Neal Shusterman's harrowing new novel, UNWIND, is set in the years following the Second Civil War in the United States, also known as the "Heartland War." Shusterman imagines a world in which today's debates over abortion ultimately lead to armed conflict, in which pro-choice and pro-life armies clash.
Just like today's wars of words over the abortion issue, however, there can be no clear winners or losers in such a conflict. Instead, at the close of the war, the two sides come to a compromise that fails to adequately address the situation. As a result of the agreement, abortion is outlawed, and there is a place for every baby, wanted or not --- either at one of the State Homes or on the doorstep of other families, who are legally obligated to take care of each of these "storked" babies.

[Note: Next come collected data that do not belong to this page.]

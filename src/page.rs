//! The page-ready routine.
//!
//! Runs every behavior once over a parsed document. Synchronous behaviors all
//! finish before the repository lookup is awaited, and the lookup only ever
//! touches the two counter elements.

use anyhow::Context as _;
use kuchiki::NodeRef;
use kuchiki::traits::TendrilSink as _;
use url::Url;

use crate::badge::{self, BadgeRequest, RepoStats};
use crate::classing::{self, Classed};
use crate::events::Bindings;
use crate::features::FeatureFlags;
use crate::fetcher::Fetcher;
use crate::layout::Layout;
use crate::sidenav::{self, Cleaned};
use crate::{affix, images, menu, scroll, toc, year};

pub struct PageContext<'a> {
    pub flags: FeatureFlags,
    pub layout: &'a dyn Layout,
    pub year: i32,
    pub api_base: &'a Url,
}

#[derive(Debug, Clone, Copy, Default, PartialEq, Eq)]
pub enum BadgeOutcome {
    #[default]
    Absent,
    Misconfigured,
    Pending,
    Skipped,
    Applied(RepoStats),
    Failed,
}

#[derive(Debug, Clone, Copy, Default, PartialEq, Eq)]
pub struct Report {
    pub menu_bound: bool,
    pub images_rewritten: usize,
    pub badge: BadgeOutcome,
    pub year_stamped: bool,
    pub affixed: bool,
    pub classed: Classed,
    pub toc_ids: usize,
    pub sidenav: Cleaned,
}

pub struct Enhancement {
    pub bindings: Bindings,
    pub report: Report,
    pub badge: Option<BadgeRequest>,
}

/// Runs the synchronous part of the routine.
///
/// The repository lookup is returned as a pending request instead of being
/// performed, so the caller decides whether and when to await it.
pub fn run(document: &NodeRef, ctx: &PageContext<'_>) -> Enhancement {
    let mut bindings = Bindings::default();
    let mut report = Report::default();

    report.menu_bound = menu::bind(document, &mut bindings);
    report.images_rewritten = images::fallback_to_raster(document, ctx.flags);

    let badge = match badge::discover(document, ctx.api_base) {
        Ok(Some(request)) => {
            report.badge = BadgeOutcome::Pending;
            Some(request)
        }
        Ok(None) => None,
        Err(e) => {
            tracing::warn!(error = %e, "skipping repository badge");
            report.badge = BadgeOutcome::Misconfigured;
            None
        }
    };

    report.year_stamped = year::stamp_year(document, ctx.year);

    if let Some(binding) = affix::bind(document) {
        report.affixed = affix::annotate(document, &binding, ctx.layout);
        bindings.affix = Some(binding);
    }

    scroll::bind(&mut bindings);
    report.classed = classing::apply(document);
    report.toc_ids = toc::copy_names_to_ids(document);
    report.sidenav = sidenav::clean(document);

    tracing::debug!(?report, "page behaviors applied");
    Enhancement {
        bindings,
        report,
        badge,
    }
}

/// Performs the pending repository lookup, if any, and fills the counters.
///
/// Failures are logged and leave the page as it was.
pub async fn complete_badge(
    document: &NodeRef,
    enhancement: &mut Enhancement,
    fetcher: Option<&Fetcher>,
) {
    let Some(request) = enhancement.badge.take() else {
        return;
    };
    let Some(fetcher) = fetcher else {
        enhancement.report.badge = BadgeOutcome::Skipped;
        return;
    };

    match request.resolve(fetcher).await {
        Ok(stats) => {
            badge::apply_repo_stats(document, &stats);
            tracing::debug!(
                owner = %request.config.owner,
                repo = %request.config.repo,
                forks = stats.forks_count,
                stars = stats.stargazers_count,
                "repository counters filled"
            );
            enhancement.report.badge = BadgeOutcome::Applied(stats);
        }
        Err(e) => {
            tracing::warn!(url = %request.url, error = %e, "repository lookup failed");
            enhancement.report.badge = BadgeOutcome::Failed;
        }
    }
}

pub fn parse(html: &str) -> NodeRef {
    kuchiki::parse_html().one(html)
}

pub fn serialize(document: &NodeRef) -> anyhow::Result<String> {
    let mut out = Vec::new();
    document.serialize(&mut out).context("serialize page")?;
    String::from_utf8(out).context("page html not utf-8")
}

/// Parses, enhances and serializes one page. Layout hints are cleared
/// before serializing.
pub async fn enhance_html(
    html: &str,
    ctx: &PageContext<'_>,
    fetcher: Option<&Fetcher>,
) -> anyhow::Result<(String, Report)> {
    let document = parse(html);
    let mut enhancement = run(&document, ctx);
    complete_badge(&document, &mut enhancement, fetcher).await;
    ctx.layout.clear_hints(&document);
    Ok((serialize(&document)?, enhancement.report))
}
use std::path::{Path, PathBuf};

use url::Url;

use crate::cli::{Args, ProgressMode};
use crate::features::FeatureFlags;

/// Validated run settings.
#[derive(Debug, Clone)]
pub struct Config {
    pub input: PathBuf,
    pub out: Option<PathBuf>,
    pub flags: FeatureFlags,
    pub api_base: Url,
    pub fetch_badges: bool,
    pub user_agent: String,
    pub progress: bool,
}

impl Config {
    pub fn from_args(args: &Args) -> anyhow::Result<Self> {
        use std::io::IsTerminal as _;

        if !args.input.exists() {
            anyhow::bail!("input {} does not exist", args.input.display());
        }
        validate_api_base(&args.api_base)?;

        let progress = match args.progress {
            ProgressMode::Always => true,
            ProgressMode::Never => false,
            ProgressMode::Auto => std::io::stderr().is_terminal(),
        };

        Ok(Self {
            input: args.input.clone(),
            out: args.out.clone(),
            flags: FeatureFlags { svg: !args.no_svg },
            api_base: args.api_base.clone(),
            fetch_badges: !args.offline,
            user_agent: args.user_agent.clone(),
            progress,
        })
    }

    /// Where the enhanced version of `page` is written.
    pub fn output_path(&self, page: &Path) -> PathBuf {
        let Some(out) = &self.out else {
            return page.to_path_buf();
        };
        if self.input.is_file() {
            return out.clone();
        }
        match page.strip_prefix(&self.input) {
            Ok(rel) => out.join(rel),
            Err(_) => out.join(page.file_name().unwrap_or(page.as_os_str())),
        }
    }
}

fn validate_api_base(url: &Url) -> anyhow::Result<()> {
    if !matches!(url.scheme(), "http" | "https") {
        anyhow::bail!("--api-base must be an http(s) url, got {}", url);
    }
    if url.cannot_be_a_base() {
        anyhow::bail!("--api-base {} cannot carry a path", url);
    }
    Ok(())
}
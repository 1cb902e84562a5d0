use chrono::Datelike as _;
use kuchiki::NodeRef;

use crate::dom;

pub const CURRENT_YEAR: &str = ".current-year";

pub fn current_year() -> i32 {
    chrono::Local::now().year()
}

/// Writes `year` into every footer year slot. Returns false when the page
/// has none.
pub fn stamp_year(document: &NodeRef, year: i32) -> bool {
    let slots = dom::select_all(document, CURRENT_YEAR);
    let text = year.to_string();
    for slot in &slots {
        dom::set_text(slot, &text);
    }
    !slots.is_empty()
}

#[cfg(test)]
mod tests {
    use super::*;
    use kuchiki::traits::TendrilSink as _;

    #[test]
    fn stamps_year_text() {
        let doc =
            kuchiki::parse_html().one(r#"<footer>&copy; <span class="current-year">2015</span></footer>"#);
        assert!(stamp_year(&doc, 2024));
        let slot = dom::select_one(&doc, CURRENT_YEAR).unwrap();
        assert_eq!(slot.as_node().text_contents(), "2024");
    }

    #[test]
    fn clock_year_is_four_digits() {
        let doc = kuchiki::parse_html().one(r#"<span class="current-year"></span>"#);
        let year = current_year();
        stamp_year(&doc, year);
        let text = dom::select_one(&doc, CURRENT_YEAR)
            .unwrap()
            .as_node()
            .text_contents();
        assert_eq!(text.len(), 4);
        assert_eq!(text, year.to_string());
    }

    #[test]
    fn absent_slot_is_skipped() {
        let doc = kuchiki::parse_html().one("<footer></footer>");
        assert!(!stamp_year(&doc, 2024));
    }
}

That is, until they are 13. At this point, any children who are unwanted can be, effectively, retroactively aborted. They're not exactly killed. Instead, their body parts live on, thanks to recent medical advances that enable every single body part --- from hair to feet to internal organs --- to be donated to others who need (or at least can afford) them. From the age of 13 until 18, millions of kids are at risk of undergoing this procedure, of becoming "unwound."
No one knows the dread of this situation or the contradictions inherent in the new social order better than the three teens at the heart of Shusterman's thought-provoking novel. There's Connor, a troublemaker whose parents find it easier to sign an unwind order than to deal with his disruptive tendencies. There's Risa, a ward of the state whose excellent piano playing abilities are not quite enough to save her from unwinding in the face of budget cutbacks. And there's Lev, whose parents are unwinding their tenth child as part of the church's mandate to tithe, or to give one-tenth of their earnings back to the community.
Even Lev, who might agree with unwinding on a philosophical level, finds it hard to accept the reality of being unwound. And when he, Connor and Risa learn the stories of countless others who face the same terrifying outcome, the three teens become desperate enough to seek any alternative to what appears a certain, horrifying fate.
Shusterman's extrapolation of current political tensions into a horrific dystopian vision results in a riveting portrayal of a future that could, however terrifying, still seem a real possibility. His comprehensive examination of a world in which a single moral issue results in countless questionable moral actions gains a human face in the person of these three young people, whose compelling personal stories will draw readers in. In fact, this human dimension is one of the reasons UNWIND is simultaneously enthralling and repelling, as harrowing descriptions of capture and unwinding procedures result in a narrative that will engage readers with every fiber of their bodies --- shocking their hearts and emotions even as it engages their minds.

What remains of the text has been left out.